(Instructions for the task):
Beginning with the first line and ending with the one containing "let inserts: Vec<RowChange>", copy the lines of the listing below exactly; omit everything else.

(Provided information):
'''
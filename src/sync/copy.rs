//! Full copy and dump/restore synchronization

use super::{identity_max, SyncContext, SyncReport, TableOutcome};
use crate::database::{RowChange, Snapshot, TableSchema, IMPORT_BATCH_SIZE};
use crate::error::{Result, SyncError};

/// Truncate the target table and copy every source row in batches
pub(super) async fn copy_table<'m>(ctx: &SyncContext<'_>, table: &'m TableSchema) -> Result<TableOutcome<'m>> {
    let rows = ctx.source.scan(table).await?;
    let mut outcome = TableOutcome::new(table);
    outcome.identity_max = identity_max(table, rows.iter());

    outcome.deleted = ctx.target.truncate(table).await?;
    for batch in rows.chunks(IMPORT_BATCH_SIZE) {
        let inserts: Vec<RowChange> = batch.iter().cloned().map(RowChange::Insert).collect();
        outcome.inserted += ctx.target.apply(table, &inserts).await?;
    }

    tracing::debug!("Copied {} rows of {} into {}", outcome.inserted, table.name, ctx.target_id);
    Ok(outcome)
}

/// Export the whole source through the snapshot codec and import it into the target
pub(super) async fn dump_restore(ctx: &SyncContext<'_>, report: &mut SyncReport) -> std::result::Result<(), SyncError> {
    let export_error = |reason: String| SyncError::Export {
        database: ctx.source_id.to_string(),
        reason,
    };
    let import_error = |reason: String| SyncError::Import {
        database: ctx.target_id.to_string(),
        reason,
    };

    let snapshot = ctx.source.export().await.map_err(|e| export_error(e.to_string()))?;
    let dump = snapshot.encode().map_err(|e| export_error(e.to_string()))?;
    tracing::debug!("Exported {} tables ({} rows, {} bytes) from {}",
        snapshot.tables.len(), snapshot.row_count(), dump.len(), ctx.source_id);

    let restored = Snapshot::decode(&dump).map_err(|e| import_error(e.to_string()))?;
    ctx.target.import(&restored).await.map_err(|e| import_error(e.to_string()))?;

    report.tables = restored.tables.len();
    report.inserted = restored.row_count() as u64;
    report.sequences = restored.sequences.len();
    Ok(())
}

#[cfg(test)]
mod tests {
    use crate::database::IMPORT_BATCH_SIZE;
    use crate::error::SyncError;
    use crate::sync::tests::{pair, row, run};
    use crate::sync::SynchronizationStrategy;

    #[tokio::test]
    async fn test_full_copy_replaces_target_rows() {
        let (source, target) = pair().await;
        target.insert("orders", row(500, "only on target")).await.unwrap();

        let report = run(SynchronizationStrategy::Full, &source, &target).await.unwrap();
        assert_eq!(report.tables, 2);
        assert_eq!(report.inserted, 22);
        assert_eq!(report.deleted, 1);
        assert_eq!(report.sequences, 1);
    }

    #[tokio::test]
    async fn test_full_copy_batches_large_tables() {
        let (source, target) = pair().await;
        let total = IMPORT_BATCH_SIZE as i64 * 2 + 7;
        for i in 21..=total {
            source.insert("orders", row(i, "bulk")).await.unwrap();
        }

        let report = run(SynchronizationStrategy::Full, &source, &target).await.unwrap();
        assert_eq!(target.rows("orders").await.unwrap().len() as i64, total);
        assert_eq!(report.inserted, total as u64 + 2);
    }

    #[tokio::test]
    async fn test_dump_restore() {
        let (source, target) = pair().await;
        let report = run(SynchronizationStrategy::DumpRestore, &source, &target).await.unwrap();
        assert_eq!(report.tables, 2);
        assert_eq!(report.inserted, 22);
        assert_eq!(report.sequences, 1);
        assert_eq!(target.rows("customers").await.unwrap(), source.rows("customers").await.unwrap());
    }

    #[tokio::test]
    async fn test_dump_restore_export_failure() {
        let (source, target) = pair().await;
        source.set_table_failing("orders", true).await;
        let err = run(SynchronizationStrategy::DumpRestore, &source, &target).await.unwrap_err();
        assert!(matches!(err, SyncError::Export { .. }));
    }
}
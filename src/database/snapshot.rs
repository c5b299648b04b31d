//! Database Snapshots
//!
//! Portable export format used by dump/restore synchronization.
//! Encoded as `[magic: 8][version: u32][checksum: u32][lz4(bincode(snapshot))]`.

use serde::{Deserialize, Serialize};

use super::{Row, TableSchema};
use crate::error::{Error, Result};

/// Magic bytes at the start of each encoded snapshot
const SNAPSHOT_MAGIC: &[u8; 8] = b"WOLFHADB";

/// Snapshot format version
const SNAPSHOT_VERSION: u32 = 1;

/// Header size in bytes
const HEADER_SIZE: usize = 16;

/// Contents of one table
#[derive(Debug, Clone, PartialEq, Serialize, Deserialize)]
pub struct TableSnapshot {
    pub schema: TableSchema,
    pub rows: Vec<Row>,
}

/// Full export of a database
#[derive(Debug, Clone, Default, PartialEq, Serialize, Deserialize)]
pub struct Snapshot {
    pub tables: Vec<TableSnapshot>,
    pub sequences: Vec<(String, i64)>,
}

impl Snapshot {
    /// Total number of rows across all tables
    pub fn row_count(&self) -> usize {
        self.tables.iter().map(|t| t.rows.len()).sum()
    }

    /// Serialize and compress the snapshot
    pub fn encode(&self) -> Result<Vec<u8>> {
        let serialized = bincode::serialize(self)?;
        let data = lz4_flex::compress_prepend_size(&serialized);
        let checksum = crc32fast::hash(&data);

        let mut bytes = Vec::with_capacity(HEADER_SIZE + data.len());
        bytes.extend_from_slice(SNAPSHOT_MAGIC);
        bytes.extend_from_slice(&SNAPSHOT_VERSION.to_le_bytes());
        bytes.extend_from_slice(&checksum.to_le_bytes());
        bytes.extend_from_slice(&data);
        Ok(bytes)
    }

    /// Verify, decompress and deserialize an encoded snapshot
    pub fn decode(bytes: &[u8]) -> Result<Self> {
        if bytes.len() < HEADER_SIZE {
            return Err(Error::Dump("Snapshot too short".into()));
        }

        if &bytes[0..8] != SNAPSHOT_MAGIC {
            return Err(Error::Dump("Invalid snapshot magic bytes".into()));
        }

        let version = u32::from_le_bytes([bytes[8], bytes[9], bytes[10], bytes[11]]);
        if version != SNAPSHOT_VERSION {
            return Err(Error::Dump(format!("Unsupported snapshot version: {}", version)));
        }

        let stored_checksum = u32::from_le_bytes([bytes[12], bytes[13], bytes[14], bytes[15]]);
        let data = &bytes[HEADER_SIZE..];
        if crc32fast::hash(data) != stored_checksum {
            return Err(Error::Dump("Checksum mismatch".into()));
        }

        let serialized = lz4_flex::decompress_size_prepended(data)
            .map_err(|e| Error::Dump(format!("Decompression failed: {}", e)))?;
        Ok(bincode::deserialize(&serialized)?)
    }
}
//! Load Balancer Module
//!
//! Picks which active member serves the next connection. The active set and
//! the selection state live under a single lock, so a member removed by one
//! caller is never handed out to another afterwards.

use std::fmt;
use std::sync::atomic::{AtomicUsize, Ordering};
use std::sync::Arc;

use rand::Rng;
use serde::{Deserialize, Serialize};
use tokio::sync::Mutex;

use crate::database::DatabaseDescriptor;
use crate::error::ConfigError;

/// Balancer implementation
#[derive(Debug, Clone, Copy, PartialEq, Eq, Serialize, Deserialize)]
pub enum BalancerKind {
    /// Always the highest-weight member (ties broken by configuration order)
    Simple,
    /// Cycle through members in configuration order
    RoundRobin,
    /// Uniform random choice
    Random,
    /// Fewest in-flight connections relative to weight
    Load,
}

impl BalancerKind {
    pub fn from_id(id: &str) -> Result<Self, ConfigError> {
        match id {
            "simple" => Ok(BalancerKind::Simple),
            "round-robin" => Ok(BalancerKind::RoundRobin),
            "random" => Ok(BalancerKind::Random),
            "load" => Ok(BalancerKind::Load),
            other => Err(ConfigError::UnknownBalancer(other.to_string())),
        }
    }

    pub fn id(&self) -> &'static str {
        match self {
            BalancerKind::Simple => "simple",
            BalancerKind::RoundRobin => "round-robin",
            BalancerKind::Random => "random",
            BalancerKind::Load => "load",
        }
    }
}

impl fmt::Display for BalancerKind {
    fn fmt(&self, f: &mut fmt::Formatter<'_>) -> fmt::Result {
        f.write_str(self.id())
    }
}

/// An active member as seen by the balancer
struct Slot {
    /// Position in the cluster configuration
    order: usize,
    descriptor: Arc<DatabaseDescriptor>,
    in_flight: Arc<AtomicUsize>,
}

#[derive(Default)]
struct BalancerState {
    /// Active members, sorted by configuration order
    slots: Vec<Slot>,
    /// Round-robin cursor
    cursor: usize,
}

/// A member chosen by [`Balancer::next`]. Counts as in flight until dropped.
pub struct Selection {
    descriptor: Arc<DatabaseDescriptor>,
    in_flight: Arc<AtomicUsize>,
}

impl Selection {
    pub fn descriptor(&self) -> &Arc<DatabaseDescriptor> {
        &self.descriptor
    }
}

impl Drop for Selection {
    fn drop(&mut self) {
        self.in_flight.fetch_sub(1, Ordering::AcqRel);
    }
}

/// Load balancer over the active members of one cluster
pub struct Balancer {
    kind: BalancerKind,
    state: Mutex<BalancerState>,
    /// Total selections made
    selections: AtomicUsize,
}

impl Balancer {
    /// Create a balancer with no active members
    pub fn new(kind: BalancerKind) -> Self {
        Self {
            kind,
            state: Mutex::new(BalancerState::default()),
            selections: AtomicUsize::new(0),
        }
    }

    pub fn kind(&self) -> BalancerKind {
        self.kind
    }

    /// Pick the member to serve the next operation
    pub async fn next(&self) -> Option<Selection> {
        let mut state = self.state.lock().await;
        if state.slots.is_empty() {
            return None;
        }

        let idx = match self.kind {
            BalancerKind::Simple => {
                // max_by_key keeps the last maximum; iterate reversed to prefer the first
                state
                    .slots
                    .iter()
                    .enumerate()
                    .rev()
                    .max_by_key(|(_, slot)| slot.descriptor.weight)
                    .map(|(i, _)| i)
                    .unwrap_or(0)
            }
            BalancerKind::RoundRobin => {
                let idx = state.cursor % state.slots.len();
                state.cursor = idx + 1;
                idx
            }
            BalancerKind::Random => rand::thread_rng().gen_range(0..state.slots.len()),
            BalancerKind::Load => state
                .slots
                .iter()
                .enumerate()
                .min_by(|(_, a), (_, b)| {
                    let load_a = (a.in_flight.load(Ordering::Acquire) as u64 + 1) * b.descriptor.weight as u64;
                    let load_b = (b.in_flight.load(Ordering::Acquire) as u64 + 1) * a.descriptor.weight as u64;
                    load_a.cmp(&load_b)
                })
                .map(|(i, _)| i)
                .unwrap_or(0),
        };

        let slot = &state.slots[idx];
        slot.in_flight.fetch_add(1, Ordering::AcqRel);
        self.selections.fetch_add(1, Ordering::Relaxed);

        Some(Selection {
            descriptor: Arc::clone(&slot.descriptor),
            in_flight: Arc::clone(&slot.in_flight),
        })
    }

    /// Add a member to the active set. `order` is its position in the cluster
    /// configuration. Returns false if it was already active.
    pub async fn add(&self, order: usize, descriptor: Arc<DatabaseDescriptor>) -> bool {
        let mut state = self.state.lock().await;
        if state.slots.iter().any(|s| s.descriptor.id == descriptor.id) {
            return false;
        }

        let pos = state
            .slots
            .iter()
            .position(|s| s.order > order)
            .unwrap_or(state.slots.len());
        state.slots.insert(pos, Slot {
            order,
            descriptor,
            in_flight: Arc::new(AtomicUsize::new(0)),
        });
        if pos < state.cursor {
            state.cursor += 1;
        }
        true
    }

    /// Remove a member from the active set. Returns false if it was not active.
    pub async fn remove(&self, id: &str) -> bool {
        let mut state = self.state.lock().await;
        match state.slots.iter().position(|s| s.descriptor.id == id) {
            Some(pos) => {
                state.slots.remove(pos);
                // Keep the cursor pointing at the member that would have come next
                if pos < state.cursor {
                    state.cursor -= 1;
                }
                true
            }
            None => false,
        }
    }

    /// Check if a member is active
    pub async fn contains(&self, id: &str) -> bool {
        self.state.lock().await.slots.iter().any(|s| s.descriptor.id == id)
    }

    /// Active members in configuration order
    pub async fn members(&self) -> Vec<Arc<DatabaseDescriptor>> {
        let state = self.state.lock().await;
        state.slots.iter().map(|s| Arc::clone(&s.descriptor)).collect()
    }

    /// Get stats about the balancer state
    pub async fn stats(&self) -> BalancerStats {
        let state = self.state.lock().await;
        BalancerStats {
            kind: self.kind,
            active_members: state.slots.iter().map(|s| s.descriptor.id.clone()).collect(),
            in_flight: state.slots.iter().map(|s| s.in_flight.load(Ordering::Acquire)).sum(),
            total_selections: self.selections.load(Ordering::Relaxed),
        }
    }
}

/// Statistics about balancer state
#[derive(Debug, Clone, Serialize, Deserialize)]
pub struct BalancerStats {
    pub kind: BalancerKind,
    /// Ids of active members
    pub active_members: Vec<String>,
    /// Selections currently held
    pub in_flight: usize,
    /// Selections made since start
    pub total_selections: usize,
}
use chrono::{DateTime, Utc};
use serde::{Deserialize, Serialize};
use uuid::Uuid;
use validator::Validate;

use crate::models::application::{
    Answer, ApplicationStatus, Attachment, CoverLetter, InterviewStatus, InterviewType,
    MessageKind, Participant,
};

#[derive(Debug, Clone, Serialize, Deserialize, Validate)]
pub struct CoverLetterInput {
    #[validate(length(max = 2000, message = "Cover letter must be at most 2000 characters"))]
    pub text: Option<String>,
    #[validate(url)]
    pub file: Option<String>,
}

impl From<CoverLetterInput> for CoverLetter {
    fn from(value: CoverLetterInput) -> Self {
        Self {
            text: value.text,
            file: value.file,
        }
    }
}

#[derive(Debug, Clone, Serialize, Deserialize, Validate)]
pub struct AnswerInput {
    #[validate(length(min = 1, max = 500))]
    pub question: String,
    #[validate(length(max = 2000))]
    pub answer: String,
}

impl From<AnswerInput> for Answer {
    fn from(value: AnswerInput) -> Self {
        Self {
            question: value.question,
            answer: value.answer,
        }
    }
}

#[derive(Debug, Clone, Serialize, Deserialize, Validate)]
pub struct SubmitApplicationPayload {
    #[serde(alias = "vacancy_id")]
    pub vacancy: Uuid,
    #[validate(nested)]
    pub cover_letter: Option<CoverLetterInput>,
    #[serde(default)]
    #[validate(nested)]
    pub answers: Vec<AnswerInput>,
    pub referral: Option<String>,
}

#[derive(Debug, Clone, Serialize, Deserialize, Validate)]
pub struct ChangeStatusPayload {
    pub status: ApplicationStatus,
    #[validate(length(max = 500, message = "Reason must be at most 500 characters"))]
    pub reason: Option<String>,
    #[validate(length(max = 1000))]
    pub note: Option<String>,
}

#[derive(Debug, Clone, Serialize, Deserialize, Validate)]
pub struct AttachmentInput {
    #[validate(length(min = 1, max = 255))]
    pub filename: String,
    #[validate(url)]
    pub url: String,
    #[validate(range(min = 0))]
    pub size: Option<i64>,
}

impl From<AttachmentInput> for Attachment {
    fn from(value: AttachmentInput) -> Self {
        Self {
            filename: value.filename,
            url: value.url,
            size: value.size,
        }
    }
}

#[derive(Debug, Clone, Serialize, Deserialize, Validate)]
pub struct MessagePayload {
    #[serde(rename = "type")]
    pub kind: MessageKind,
    #[validate(length(min = 1, max = 2000, message = "Message must be 1-2000 characters"))]
    pub message: String,
    #[serde(default)]
    #[validate(nested)]
    pub attachments: Vec<AttachmentInput>,
}

#[derive(Debug, Clone, Serialize, Deserialize, Validate)]
pub struct ParticipantInput {
    pub user: Uuid,
    #[validate(length(min = 1, max = 50))]
    pub role: String,
}

impl From<ParticipantInput> for Participant {
    fn from(value: ParticipantInput) -> Self {
        Self {
            user: value.user,
            role: value.role,
        }
    }
}

#[derive(Debug, Clone, Serialize, Deserialize, Validate)]
pub struct ScheduleInterviewPayload {
    #[serde(rename = "type")]
    pub kind: InterviewType,
    pub scheduled_at: DateTime<Utc>,
    #[validate(range(min = 15, max = 480, message = "Interview duration must be 15-480 minutes"))]
    pub duration: Option<i32>,
    #[validate(length(min = 1, message = "Add at least one participant"), nested)]
    pub participants: Vec<ParticipantInput>,
    #[validate(length(max = 1000))]
    pub description: Option<String>,
    #[validate(length(max = 200))]
    pub location: Option<String>,
}

#[derive(Debug, Clone, Serialize, Deserialize, Validate)]
pub struct InterviewUpdatePayload {
    pub status: Option<InterviewStatus>,
    #[validate(range(min = 1, max = 5, message = "Rating must be 1-5"))]
    pub rating: Option<i32>,
    #[validate(length(max = 1000))]
    pub comment: Option<String>,
}

#[derive(Debug, Clone, Serialize, Deserialize, Validate)]
pub struct FeedbackPayload {
    #[validate(range(min = 1, max = 5, message = "Rating must be 1-5"))]
    pub rating: i32,
    #[validate(length(max = 1000))]
    pub comment: Option<String>,
}

#[derive(Debug, Clone, Default, Serialize, Deserialize, Validate)]
pub struct WithdrawPayload {
    #[validate(length(max = 500))]
    pub reason: Option<String>,
}

#[derive(Debug, Clone, Default, Serialize, Deserialize)]
#[serde(default)]
pub struct MyApplicationsQuery {
    pub page: Option<i64>,
    pub limit: Option<i64>,
    pub status: Option<ApplicationStatus>,
}

#[derive(Debug, Clone, Default, Serialize, Deserialize)]
#[serde(default)]
pub struct CompanyApplicationsQuery {
    pub page: Option<i64>,
    pub limit: Option<i64>,
    pub status: Option<ApplicationStatus>,
    pub vacancy: Option<Uuid>,
    pub recent: Option<bool>,
}

#[derive(Debug, Clone, Serialize, sqlx::FromRow)]
pub struct StatusAggregate {
    pub status: ApplicationStatus,
    pub count: i64,
    pub avg_response_time_secs: Option<f64>,
}

#[derive(Debug, Clone, Serialize)]
pub struct ReadReceipt {
    pub marked: usize,
}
'''
(Completed exercise):
filename src/sync/copy.rs
//! Full copy and dump/restore synchronization

use super::{identity_max, SyncContext, SyncReport, TableOutcome};
use crate::database::{RowChange, Snapshot, TableSchema, IMPORT_BATCH_SIZE};
use crate::error::{Result, SyncError};

/// Truncate the target table and copy every source row in batches
pub(super) async fn copy_table<'m>(ctx: &SyncContext<'_>, table: &'m TableSchema) -> Result<TableOutcome<'m>> {
    let rows = ctx.source.scan(table).await?;
    let mut outcome = TableOutcome::new(table);
    outcome.identity_max = identity_max(table, rows.iter());

    outcome.deleted = ctx.target.truncate(table).await?;
    for batch in rows.chunks(IMPORT_BATCH_SIZE) {
        let inserts: Vec<RowChange> = batch.iter().cloned().map(RowChange::Insert).collect();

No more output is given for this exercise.